──────── DATASET

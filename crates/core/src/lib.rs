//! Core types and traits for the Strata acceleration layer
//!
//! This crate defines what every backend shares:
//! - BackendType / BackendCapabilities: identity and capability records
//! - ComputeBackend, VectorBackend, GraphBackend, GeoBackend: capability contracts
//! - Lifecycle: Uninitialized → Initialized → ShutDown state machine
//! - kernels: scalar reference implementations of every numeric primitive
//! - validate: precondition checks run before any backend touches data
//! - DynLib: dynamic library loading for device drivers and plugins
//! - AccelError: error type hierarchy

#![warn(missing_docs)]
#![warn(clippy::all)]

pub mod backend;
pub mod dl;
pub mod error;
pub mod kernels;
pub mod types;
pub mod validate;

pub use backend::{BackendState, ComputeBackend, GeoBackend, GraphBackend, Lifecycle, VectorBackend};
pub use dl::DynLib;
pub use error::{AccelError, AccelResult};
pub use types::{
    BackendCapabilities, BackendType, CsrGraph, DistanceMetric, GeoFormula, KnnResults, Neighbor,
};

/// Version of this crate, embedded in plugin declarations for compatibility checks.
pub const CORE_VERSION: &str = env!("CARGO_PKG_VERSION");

────────────────

ASSIGNMENT> Output nothing but the lines from the one that contains "pub mod error;" through the final line of the entries above, exactly as they appear.

TASK RESPONSE>
pub mod error;
pub mod kernels;
pub mod types;
pub mod validate;

pub use backend::{BackendState, ComputeBackend, GeoBackend, GraphBackend, Lifecycle, VectorBackend};
pub use dl::DynLib;
pub use error::{AccelError, AccelResult};
pub use types::{
    BackendCapabilities, BackendType, CsrGraph, DistanceMetric, GeoFormula, KnnResults, Neighbor,
};

/// Version of this crate, embedded in plugin declarations for compatibility checks.
pub const CORE_VERSION: &str = env!("CARGO_PKG_VERSION");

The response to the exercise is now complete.